The fans voted Diana Taurasi to be the GOAT, and that honor was announced prior to Game 1 of the WNBA Finals, which saw the fifth and sixth seedling play each other for the first time in this playoff format. It all culminated in Candace Parker leading the Sky to her first WNBA title five years after her first win with the Los Angeles Sparks in the league’s 20th season.
How does the WNBA not only follow, but capitalize on the attention and excitement being generated since its 25th year?
An excellent starting point would be the goods.
Three months after Sky won its title, the players’ kits are still elusive. Sky jerseys are not available at all in the official WNBA shop. At Dick’s Sporting Goods, the league’s official retail partner, the options aren’t much better.
Two jerseys – Diamond DeShields and Courtney Vandersloot – are available in youth sizes on Dick’s website. Only the DeShields jersey is available in adult sizes. When Kahleah Copper was named WNBA Finals MVP, fans rushed to buy her jersey only to find it wasn’t available.
After being named AP Player of the Year for the second time in her career, Parker took to Twitter to express her displeasure that her jersey was nowhere to be found.
“Humbled and grateful for the honor,” Parker wrote on social media. “If only my jersey could be available to people (INCLUDING ME) online, in stores, or in the Metaverse. That would be great.”
Increased visibility of jersey sales in a saturated sports market like Chicago is crucial.
WNBA Commissioner Cathy Engelbert made sure the issue had her attention, saying it’s a good problem when demand outstrips supply. Engelbert said the league is working with partners to reduce lead time, particularly on kits.
One solution they think the league wants to create is a resource that could direct fans to any retail store that carries WNBA merchandise. Engelbert also suggested that fans could customize a jersey on the WNBA merch page, but the Sky jersey cannot be customized.
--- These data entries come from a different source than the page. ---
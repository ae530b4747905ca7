//! Inline-styled HTML for a [`StyleRecord`].

use crate::{classify::ComponentType, style::StyleRecord};

/// Renders a single element matching the record's classified type.
///
/// Lengths are emitted as `<value>px`; `font-weight` stays unitless.
pub fn render_markup(style: &StyleRecord) -> String {
    let text = escape_html(&style.text);
    let css = inline_css(style);

    match style.component_type {
        ComponentType::Button => {
            format!("<button type=\"button\" style=\"{css} border: none; cursor: pointer;\">{text}</button>")
        }
        ComponentType::Input => format!(
            "<input type=\"text\" placeholder=\"{text}\" style=\"{css} border: 1px solid #cccccc; padding: 0 12px; box-sizing: border-box;\" />"
        ),
        ComponentType::Text => format!("<div style=\"{css}\">{text}</div>"),
    }
}

/// Wraps [`render_markup`] in a minimal standalone page.
pub fn render_markup_document(style: &StyleRecord, title: &str) -> String {
    let mut out = String::new();
    out.push_str("<!DOCTYPE html>\n<html lang=\"en\">\n<head>\n");
    out.push_str("  <meta charset=\"utf-8\" />\n");
    out.push_str(&format!("  <title>{}</title>\n", escape_html(title)));
    out.push_str("</head>\n<body>\n  ");
    out.push_str(&render_markup(style));
    out.push_str("\n</body>\n</html>\n");
    out
}

fn inline_css(style: &StyleRecord) -> String {
    format!(
        "width: {}px; height: {}px; background-color: {}; border-radius: {}px; color: {}; font-size: {}px; font-weight: {}; text-align: {};",
        style.width,
        style.height,
        style.background_color,
        style.border_radius,
        style.color,
        style.font_size,
        style.font_weight,
        style.text_align,
    )
}

/// Escapes text for use in element content and double-quoted attributes.
pub fn escape_html(s: &str) -> String {
    let mut out = String::with_capacity(s.len());
    for ch in s.chars() {
        match ch {
            '&' => out.push_str("&amp;"),
            '<' => out.push_str("&lt;"),
            '>' => out.push_str("&gt;"),
            '"' => out.push_str("&quot;"),
            '\'' => out.push_str("&#39;"),
            _ => out.push(ch),
        }
    }
    out
}

#[cfg(test)]
mod tests {
    use super::*;
    use pretty_assertions::assert_eq;

    fn record(component_type: ComponentType) -> StyleRecord {
        StyleRecord {
            component_type,
            text: "Sign in".into(),
            width: 120.0,
            height: 40.0,
            background_color: "#336699".into(),
            border_radius: 8.0,
            color: "#ffffff".into(),
            font_size: 14.0,
            font_weight: 600.0,
            text_align: "center".into(),
        }
    }

    #[test]
    fn button_markup() {
        assert_eq!(
            render_markup(&record(ComponentType::Button)),
            "<button type=\"button\" style=\"width: 120px; height: 40px; background-color: #336699; \
             border-radius: 8px; color: #ffffff; font-size: 14px; font-weight: 600; text-align: center; \
             border: none; cursor: pointer;\">Sign in</button>"
        );
    }

    #[test]
    fn input_uses_text_as_placeholder() {
        let html = render_markup(&record(ComponentType::Input));
        assert!(html.starts_with("<input type=\"text\" placeholder=\"Sign in\""));
        assert!(html.ends_with("/>"));
    }

    #[test]
    fn text_is_plain_div() {
        let html = render_markup(&record(ComponentType::Text));
        assert!(html.starts_with("<div style=\"width: 120px;"));
        assert!(html.ends_with(">Sign in</div>"));
    }

    #[test]
    fn fractional_lengths_keep_precision() {
        let mut style = record(ComponentType::Text);
        style.width = 99.5;
        assert!(render_markup(&style).contains("width: 99.5px;"));
    }

    #[test]
    fn text_is_escaped() {
        let mut style = record(ComponentType::Text);
        style.text = "<b>\"Tom & Jerry\"</b>".into();
        assert!(render_markup(&style).contains("&lt;b&gt;&quot;Tom &amp; Jerry&quot;&lt;/b&gt;"));
    }

    #[test]
    fn document_wraps_element() {
        let page = render_markup_document(&record(ComponentType::Button), "Login <page>");
        assert!(page.starts_with("<!DOCTYPE html>"));
        assert!(page.contains("<title>Login &lt;page&gt;</title>"));
        assert!(page.contains("<button type=\"button\""));
    }
}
When Engelbert took over as commissioner in 2019, she came in with a five-year transformation plan. The pandemic has hampered the first two years, with 2020 being played in a closed setting at IMG Academy in Bradenton, Fla. and season 25 being played primarily in front of limited-capacity spectators.
Despite pandemic challenges, viewership grew. Season 25 was the most watched since 2008, with an average viewership of 321,000 on ESPN, ABC and CBS during the regular season, a 51% increase from 2020. Games 3 and 4 of the WNBA Finals were played to a packed crowd at Wintrust Arena.
“Showcasing in 2021 helps set the stage for continued success in 2022,” said Engelbert. “It depends on the valuation of our assets. Whether it’s placement on the pitch or a patch on a uniform, attention, media rights and seat filling, Chicago’s success and the success of the entire season will help increase that value.”
The league launched the WNBA Changemaker platform in 2020 with founding partners AT&T, Nike and Deloitte. In 2021, Google became the fourth company to join this platform. Engelbert said the league hopes to add another company soon.
This week, Colie Edison joined the WNBA as the league’s first-ever chief growth officer, another move Engelbert says is critical to capitalizing on the momentum of Season 25.
The league begins its 26th season on May 7, but free agency and drafting come first.
Part of the league’s strategy after announcing the landmark eight-year contract in 2020 was to create an environment that gave way to a robust free agent market. In 2021, the attention the league envisioned from free agency materialized in the form of Parker, who left the franchise that drafted her and where she won a championship to return to her home market.
This year free agency has the potential to become even more explosive and negotiations can start on Saturday. Players can sign contracts from February 1st.